* _AIM OF THE TASK_:
How many lines in the records below contain the word "lookup"? State only that number.

** Opening ENTRIES SUPPLIED block **

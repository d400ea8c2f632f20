// A52
// Copyright (c) 2026 The Project A52 Developers.
//
// This Source Code Form is subject to the terms of the Mozilla Public
// License, v. 2.0. If a copy of the MPL was not distributed with this
// file, You can obtain one at https://mozilla.org/MPL/2.0/.

//! Fixed lookup tables of the AC-3 bitstream and decoding process (ATSC A/52).

/// Nominal sample rates indexed by `fscod`.
pub const SAMPLE_RATES: [u32; 3] = [48_000, 44_100, 32_000];

/// Frame size table indexed by `frmsizecod`. Each row is the nominal bit rate (kbit/s) and the
/// frame size in 16-bit words for each `fscod`.
pub const FRAME_SIZE_TABLE: [(u16, [u16; 3]); 38] = [
    ( 32, [  64,   69,   96]),
    ( 32, [  64,   70,   96]),
    ( 40, [  80,   87,  120]),
    ( 40, [  80,   88,  120]),
    ( 48, [  96,  104,  144]),
    ( 48, [  96,  105,  144]),
    ( 56, [ 112,  121,  168]),
    ( 56, [ 112,  122,  168]),
    ( 64, [ 128,  139,  192]),
    ( 64, [ 128,  140,  192]),
    ( 80, [ 160,  174,  240]),
    ( 80, [ 160,  175,  240]),
    ( 96, [ 192,  208,  288]),
    ( 96, [ 192,  209,  288]),
    (112, [ 224,  243,  336]),
    (112, [ 224,  244,  336]),
    (128, [ 256,  278,  384]),
    (128, [ 256,  279,  384]),
    (160, [ 320,  348,  480]),
    (160, [ 320,  349,  480]),
    (192, [ 384,  417,  576]),
    (192, [ 384,  418,  576]),
    (224, [ 448,  487,  672]),
    (224, [ 448,  488,  672]),
    (256, [ 512,  557,  768]),
    (256, [ 512,  558,  768]),
    (320, [ 640,  696,  960]),
    (320, [ 640,  697,  960]),
    (384, [ 768,  835, 1152]),
    (384, [ 768,  836, 1152]),
    (448, [ 896,  975, 1344]),
    (448, [ 896,  976, 1344]),
    (512, [1024, 1114, 1536]),
    (512, [1024, 1115, 1536]),
    (576, [1152, 1253, 1728]),
    (576, [1152, 1254, 1728]),
    (640, [1280, 1393, 1920]),
    (640, [1280, 1394, 1920]),
];

/// Number of full-bandwidth channels indexed by `acmod`.
pub const NFCHANS: [usize; 8] = [2, 1, 2, 3, 3, 4, 4, 5];

/// Maps a transform bin to its bit-allocation band.
pub const MASKTAB: [u8; 253] = [
     0,  1,  2,  3,  4,  5,  6,  7,  8,  9, 10, 11,
    12, 13, 14, 15, 16, 17, 18, 19, 20, 21, 22, 23,
    24, 25, 26, 27, 28, 28, 28, 29, 29, 29, 30, 30,
    30, 31, 31, 31, 32, 32, 32, 33, 33, 33, 34, 34,
    34, 35, 35, 35, 35, 35, 35, 36, 36, 36, 36, 36,
    36, 37, 37, 37, 37, 37, 37, 38, 38, 38, 38, 38,
    38, 39, 39, 39, 39, 39, 39, 40, 40, 40, 40, 40,
    40, 41, 41, 41, 41, 41, 41, 41, 41, 41, 41, 41,
    41, 42, 42, 42, 42, 42, 42, 42, 42, 42, 42, 42,
    42, 43, 43, 43, 43, 43, 43, 43, 43, 43, 43, 43,
    43, 44, 44, 44, 44, 44, 44, 44, 44, 44, 44, 44,
    44, 45, 45, 45, 45, 45, 45, 45, 45, 45, 45, 45,
    45, 45, 45, 45, 45, 45, 45, 45, 45, 45, 45, 45,
    45, 46, 46, 46, 46, 46, 46, 46, 46, 46, 46, 46,
    46, 46, 46, 46, 46, 46, 46, 46, 46, 46, 46, 46,
    46, 47, 47, 47, 47, 47, 47, 47, 47, 47, 47, 47,
    47, 47, 47, 47, 47, 47, 47, 47, 47, 47, 47, 47,
    47, 48, 48, 48, 48, 48, 48, 48, 48, 48, 48, 48,
    48, 48, 48, 48, 48, 48, 48, 48, 48, 48, 48, 48,
    48, 49, 49, 49, 49, 49, 49, 49, 49, 49, 49, 49,
    49, 49, 49, 49, 49, 49, 49, 49, 49, 49, 49, 49,
    49,
];

/// First bin of each bit-allocation band.
pub const BNDTAB: [u8; 50] = [
      0,   1,   2,   3,   4,   5,   6,   7,   8,   9,
     10,  11,  12,  13,  14,  15,  16,  17,  18,  19,
     20,  21,  22,  23,  24,  25,  26,  27,  28,  31,
     34,  37,  40,  43,  46,  49,  55,  61,  67,  73,
     79,  85,  97, 109, 121, 133, 157, 181, 205, 229,
];

/// Width in bins of each bit-allocation band.
pub const BNDSZ: [u8; 50] = [
     1,  1,  1,  1,  1,  1,  1,  1,  1,  1,
     1,  1,  1,  1,  1,  1,  1,  1,  1,  1,
     1,  1,  1,  1,  1,  1,  1,  1,  3,  3,
     3,  3,  3,  3,  3,  6,  6,  6,  6,  6,
     6, 12, 12, 12, 12, 24, 24, 24, 24, 24,
];

/// Log-addition table.
pub const LATAB: [u16; 256] = [
    0x0040, 0x003f, 0x003e, 0x003d, 0x003c, 0x003b, 0x003a, 0x0039,
    0x0038, 0x0037, 0x0036, 0x0035, 0x0034, 0x0034, 0x0033, 0x0032,
    0x0031, 0x0030, 0x002f, 0x002f, 0x002e, 0x002d, 0x002c, 0x002c,
    0x002b, 0x002a, 0x0029, 0x0029, 0x0028, 0x0027, 0x0026, 0x0026,
    0x0025, 0x0024, 0x0024, 0x0023, 0x0023, 0x0022, 0x0021, 0x0021,
    0x0020, 0x0020, 0x001f, 0x001e, 0x001e, 0x001d, 0x001d, 0x001c,
    0x001c, 0x001b, 0x001b, 0x001a, 0x001a, 0x0019, 0x0019, 0x0018,
    0x0018, 0x0017, 0x0017, 0x0016, 0x0016, 0x0015, 0x0015, 0x0015,
    0x0014, 0x0014, 0x0013, 0x0013, 0x0013, 0x0012, 0x0012, 0x0012,
    0x0011, 0x0011, 0x0011, 0x0010, 0x0010, 0x0010, 0x000f, 0x000f,
    0x000f, 0x000e, 0x000e, 0x000e, 0x000d, 0x000d, 0x000d, 0x000d,
    0x000c, 0x000c, 0x000c, 0x000c, 0x000b, 0x000b, 0x000b, 0x000b,
    0x000a, 0x000a, 0x000a, 0x000a, 0x000a, 0x0009, 0x0009, 0x0009,
    0x0009, 0x0009, 0x0008, 0x0008, 0x0008, 0x0008, 0x0008, 0x0008,
    0x0007, 0x0007, 0x0007, 0x0007, 0x0007, 0x0007, 0x0006, 0x0006,
    0x0006, 0x0006, 0x0006, 0x0006, 0x0006, 0x0006, 0x0005, 0x0005,
    0x0005, 0x0005, 0x0005, 0x0005, 0x0005, 0x0005, 0x0004, 0x0004,
    0x0004, 0x0004, 0x0004, 0x0004, 0x0004, 0x0004, 0x0004, 0x0004,
    0x0004, 0x0003, 0x0003, 0x0003, 0x0003, 0x0003, 0x0003, 0x0003,
    0x0003, 0x0003, 0x0003, 0x0003, 0x0003, 0x0003, 0x0003, 0x0002,
    0x0002, 0x0002, 0x0002, 0x0002, 0x0002, 0x0002, 0x0002, 0x0002,
    0x0002, 0x0002, 0x0002, 0x0002, 0x0002, 0x0002, 0x0002, 0x0002,
    0x0002, 0x0002, 0x0001, 0x0001, 0x0001, 0x0001, 0x0001, 0x0001,
    0x0001, 0x0001, 0x0001, 0x0001, 0x0001, 0x0001, 0x0001, 0x0001,
    0x0001, 0x0001, 0x0001, 0x0001, 0x0001, 0x0001, 0x0001, 0x0001,
    0x0001, 0x0001, 0x0001, 0x0001, 0x0001, 0x0001, 0x0001, 0x0001,
    0x0001, 0x0001, 0x0000, 0x0000, 0x0000, 0x0000, 0x0000, 0x0000,
    0x0000, 0x0000, 0x0000, 0x0000, 0x0000, 0x0000, 0x0000, 0x0000,
    0x0000, 0x0000, 0x0000, 0x0000, 0x0000, 0x0000, 0x0000, 0x0000,
    0x0000, 0x0000, 0x0000, 0x0000, 0x0000, 0x0000, 0x0000, 0x0000,
    0x0000, 0x0000, 0x0000, 0x0000, 0x0000, 0x0000, 0x0000, 0x0000,
    0x0000, 0x0000, 0x0000, 0x0000, 0x0000, 0x0000, 0x0000, 0x0000,
];

/// Hearing threshold per bit-allocation band, indexed by `fscod`.
pub const HTH: [[u16; 50]; 3] = [
    [
        0x04d0, 0x04d0, 0x0440, 0x0400, 0x03e0, 0x03c0, 0x03b0, 0x03b0, 0x03a0, 0x03a0,
        0x03a0, 0x03a0, 0x03a0, 0x0390, 0x0390, 0x0390, 0x0380, 0x0380, 0x0370, 0x0370,
        0x0360, 0x0360, 0x0350, 0x0350, 0x0340, 0x0340, 0x0330, 0x0320, 0x0310, 0x0300,
        0x02f0, 0x02f0, 0x02f0, 0x02f0, 0x0300, 0x0310, 0x0340, 0x0390, 0x03e0, 0x0420,
        0x0460, 0x0490, 0x04a0, 0x0460, 0x0440, 0x0440, 0x0520, 0x0800, 0x0840, 0x0840,
    ],
    [
        0x04f0, 0x04f0, 0x0460, 0x0410, 0x03e0, 0x03d0, 0x03c0, 0x03b0, 0x03b0, 0x03a0,
        0x03a0, 0x03a0, 0x03a0, 0x03a0, 0x0390, 0x0390, 0x0390, 0x0380, 0x0380, 0x0380,
        0x0370, 0x0370, 0x0360, 0x0360, 0x0350, 0x0350, 0x0340, 0x0340, 0x0320, 0x0310,
        0x0300, 0x02f0, 0x02f0, 0x02f0, 0x02f0, 0x0300, 0x0320, 0x0350, 0x0390, 0x03e0,
        0x0420, 0x0450, 0x04a0, 0x0490, 0x0460, 0x0440, 0x0480, 0x0630, 0x0840, 0x0840,
    ],
    [
        0x0580, 0x0580, 0x04b0, 0x0450, 0x0420, 0x03f0, 0x03e0, 0x03d0, 0x03c0, 0x03b0,
        0x03b0, 0x03b0, 0x03a0, 0x03a0, 0x03a0, 0x03a0, 0x03a0, 0x03a0, 0x03a0, 0x03a0,
        0x0390, 0x0390, 0x0390, 0x0390, 0x0380, 0x0380, 0x0380, 0x0370, 0x0360, 0x0350,
        0x0340, 0x0330, 0x0320, 0x0310, 0x0300, 0x02f0, 0x02f0, 0x02f0, 0x0300, 0x0310,
        0x0330, 0x0350, 0x03c0, 0x0410, 0x0470, 0x04a0, 0x0460, 0x0440, 0x0450, 0x04e0,
    ],
];

/// Bit-allocation pointer table.
pub const BAPTAB: [u8; 64] = [
     0,  1,  1,  1,  1,  1,  2,  2,  3,  3,  3,  4,  4,  5,  5,  6,
     6,  6,  6,  7,  7,  7,  7,  8,  8,  8,  8,  9,  9,  9,  9, 10,
    10, 10, 10, 11, 11, 11, 11, 12, 12, 12, 12, 13, 13, 13, 13, 14,
    14, 14, 14, 14, 14, 14, 14, 15, 15, 15, 15, 15, 15, 15, 15, 15,
];

/// Slow decay indexed by `sdcycod`.
pub const SDECAY: [i32; 4] = [0x0f, 0x11, 0x13, 0x15];

/// Fast decay indexed by `fdcycod`.
pub const FDECAY: [i32; 4] = [0x3f, 0x53, 0x67, 0x7b];

/// Slow gain indexed by `sgaincod`.
pub const SGAIN: [i32; 4] = [0x540, 0x4d8, 0x478, 0x410];

/// dB per bit indexed by `dbpbcod`.
pub const DBKNEE: [i32; 4] = [0x000, 0x700, 0x900, 0xb00];

/// Masking floor indexed by `floorcod`. The last entry is 0xf800 as a signed 16-bit value.
pub const FLOOR: [i32; 8] = [0x2f0, 0x2b0, 0x270, 0x230, 0x1f0, 0x170, 0x0f0, -0x800];

/// Fast gain indexed by `fgaincod`.
pub const FGAIN: [i32; 8] = [0x080, 0x100, 0x180, 0x200, 0x280, 0x300, 0x380, 0x400];

/// Number of bits of an ungrouped mantissa indexed by bap. Grouped (1, 2, 4) and zero-bit (0)
/// allocations are read by their group code instead.
pub const QNTTZTAB: [u32; 16] = [0, 0, 0, 3, 0, 4, 5, 6, 7, 8, 9, 10, 11, 12, 14, 16];

/// Exponent scale factors, `2^-(14 + exp)`.
pub const SCALE_FACTOR: [f32; 25] = [
    6.103515625e-05, 3.0517578125e-05, 1.52587890625e-05, 7.62939453125e-06,
    3.814697265625e-06, 1.9073486328125e-06, 9.5367431640625e-07, 4.76837158203125e-07,
    2.384185791015625e-07, 1.1920928955078125e-07, 5.960464477539063e-08, 2.9802322387695312e-08,
    1.4901161193847656e-08, 7.450580596923828e-09, 3.725290298461914e-09, 1.862645149230957e-09,
    9.313225746154785e-10, 4.656612873077393e-10, 2.3283064365386963e-10, 1.1641532182693481e-10,
    5.820766091346741e-11, 2.9103830456733704e-11, 1.4551915228366852e-11, 7.275957614183426e-12,
    3.637978807091713e-12,
];

const fn exps_table(div: usize, modulo: usize) -> [i8; 128] {
    let mut table = [0; 128];
    let mut i = 0;

    while i < 128 {
        table[i] = ((i / div) % modulo) as i8 - 2;
        i += 1;
    }

    table
}

/// Exponent deltas of the first, second, and third member of a 7-bit exponent group. Codes
/// above 124 are rejected before lookup.
pub const EXPS_1: [i8; 128] = exps_table(25, 6);
pub const EXPS_2: [i8; 128] = exps_table(5, 5);
pub const EXPS_3: [i8; 128] = exps_table(1, 5);

/// Symmetric quantizer levels, in units of 2^-15, for the 3-, 5-, 7-, 11-, and 15-level
/// mantissa quantizers. Unused code points decode to zero.
pub const Q_1: [f32; 3] = [
    -2.0 * 32768.0 / 3.0, 0.0, 2.0 * 32768.0 / 3.0,
];

pub const Q_2: [f32; 5] = [
    -4.0 * 32768.0 / 5.0, -2.0 * 32768.0 / 5.0, 0.0,
    2.0 * 32768.0 / 5.0, 4.0 * 32768.0 / 5.0,
];

pub const Q_3: [f32; 8] = [
    -6.0 * 32768.0 / 7.0, -4.0 * 32768.0 / 7.0, -2.0 * 32768.0 / 7.0, 0.0,
    2.0 * 32768.0 / 7.0, 4.0 * 32768.0 / 7.0, 6.0 * 32768.0 / 7.0, 0.0,
];

pub const Q_4: [f32; 11] = [
    -10.0 * 32768.0 / 11.0, -8.0 * 32768.0 / 11.0, -6.0 * 32768.0 / 11.0,
    -4.0 * 32768.0 / 11.0, -2.0 * 32768.0 / 11.0, 0.0,
    2.0 * 32768.0 / 11.0, 4.0 * 32768.0 / 11.0, 6.0 * 32768.0 / 11.0,
    8.0 * 32768.0 / 11.0, 10.0 * 32768.0 / 11.0,
];

pub const Q_5: [f32; 16] = [
    -14.0 * 32768.0 / 15.0, -12.0 * 32768.0 / 15.0, -10.0 * 32768.0 / 15.0, -8.0 * 32768.0 / 15.0,
    -6.0 * 32768.0 / 15.0, -4.0 * 32768.0 / 15.0, -2.0 * 32768.0 / 15.0, 0.0,
    2.0 * 32768.0 / 15.0, 4.0 * 32768.0 / 15.0, 6.0 * 32768.0 / 15.0, 8.0 * 32768.0 / 15.0,
    10.0 * 32768.0 / 15.0, 12.0 * 32768.0 / 15.0, 14.0 * 32768.0 / 15.0, 0.0,
];

/// The first half of the 512-point Kaiser-Bessel derived window.
pub const WINDOW: [f32; 256] = [
    0.00014, 0.00024, 0.00037, 0.00051, 0.00067, 0.00086, 0.00107, 0.00130,
    0.00157, 0.00187, 0.00220, 0.00256, 0.00297, 0.00341, 0.00390, 0.00443,
    0.00501, 0.00564, 0.00632, 0.00706, 0.00785, 0.00871, 0.00962, 0.01061,
    0.01166, 0.01279, 0.01399, 0.01526, 0.01662, 0.01806, 0.01959, 0.02121,
    0.02292, 0.02472, 0.02662, 0.02863, 0.03073, 0.03294, 0.03527, 0.03770,
    0.04025, 0.04292, 0.04571, 0.04862, 0.05165, 0.05481, 0.05810, 0.06153,
    0.06508, 0.06878, 0.07261, 0.07658, 0.08069, 0.08495, 0.08935, 0.09389,
    0.09859, 0.10343, 0.10842, 0.11356, 0.11885, 0.12429, 0.12988, 0.13563,
    0.14152, 0.14757, 0.15376, 0.16011, 0.16661, 0.17325, 0.18005, 0.18699,
    0.19407, 0.20130, 0.20867, 0.21618, 0.22382, 0.23161, 0.23952, 0.24757,
    0.25574, 0.26404, 0.27246, 0.28100, 0.28965, 0.29841, 0.30729, 0.31626,
    0.32533, 0.33450, 0.34376, 0.35311, 0.36253, 0.37204, 0.38161, 0.39126,
    0.40096, 0.41072, 0.42054, 0.43040, 0.44030, 0.45023, 0.46020, 0.47019,
    0.48020, 0.49022, 0.50025, 0.51028, 0.52031, 0.53033, 0.54033, 0.55031,
    0.56026, 0.57019, 0.58007, 0.58991, 0.59970, 0.60944, 0.61912, 0.62873,
    0.63827, 0.64774, 0.65713, 0.66643, 0.67564, 0.68476, 0.69377, 0.70269,
    0.71150, 0.72019, 0.72877, 0.73723, 0.74557, 0.75378, 0.76186, 0.76981,
    0.77762, 0.78530, 0.79283, 0.80022, 0.80747, 0.81457, 0.82151, 0.82831,
    0.83496, 0.84145, 0.84779, 0.85398, 0.86001, 0.86588, 0.87160, 0.87716,
    0.88257, 0.88782, 0.89291, 0.89785, 0.90264, 0.90728, 0.91176, 0.91610,
    0.92028, 0.92432, 0.92822, 0.93197, 0.93558, 0.93906, 0.94240, 0.94560,
    0.94867, 0.95162, 0.95444, 0.95713, 0.95971, 0.96217, 0.96451, 0.96674,
    0.96887, 0.97089, 0.97281, 0.97463, 0.97635, 0.97799, 0.97953, 0.98099,
    0.98236, 0.98366, 0.98488, 0.98602, 0.98710, 0.98811, 0.98905, 0.98994,
    0.99076, 0.99153, 0.99225, 0.99291, 0.99353, 0.99411, 0.99464, 0.99513,
    0.99558, 0.99600, 0.99639, 0.99674, 0.99706, 0.99736, 0.99763, 0.99788,
    0.99811, 0.99831, 0.99850, 0.99867, 0.99882, 0.99895, 0.99908, 0.99919,
    0.99929, 0.99938, 0.99946, 0.99953, 0.99959, 0.99965, 0.99969, 0.99974,
    0.99978, 0.99981, 0.99984, 0.99986, 0.99988, 0.99990, 0.99992, 0.99993,
    0.99994, 0.99995, 0.99996, 0.99997, 0.99998, 0.99998, 0.99998, 0.99999,
    0.99999, 0.99999, 0.99999, 1.00000, 1.00000, 1.00000, 1.00000, 1.00000,
    1.00000, 1.00000, 1.00000, 1.00000, 1.00000, 1.00000, 1.00000, 1.00000,
];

** Closing ENTRIES SUPPLIED block **

* _EXERCISE RESPONSE_:
2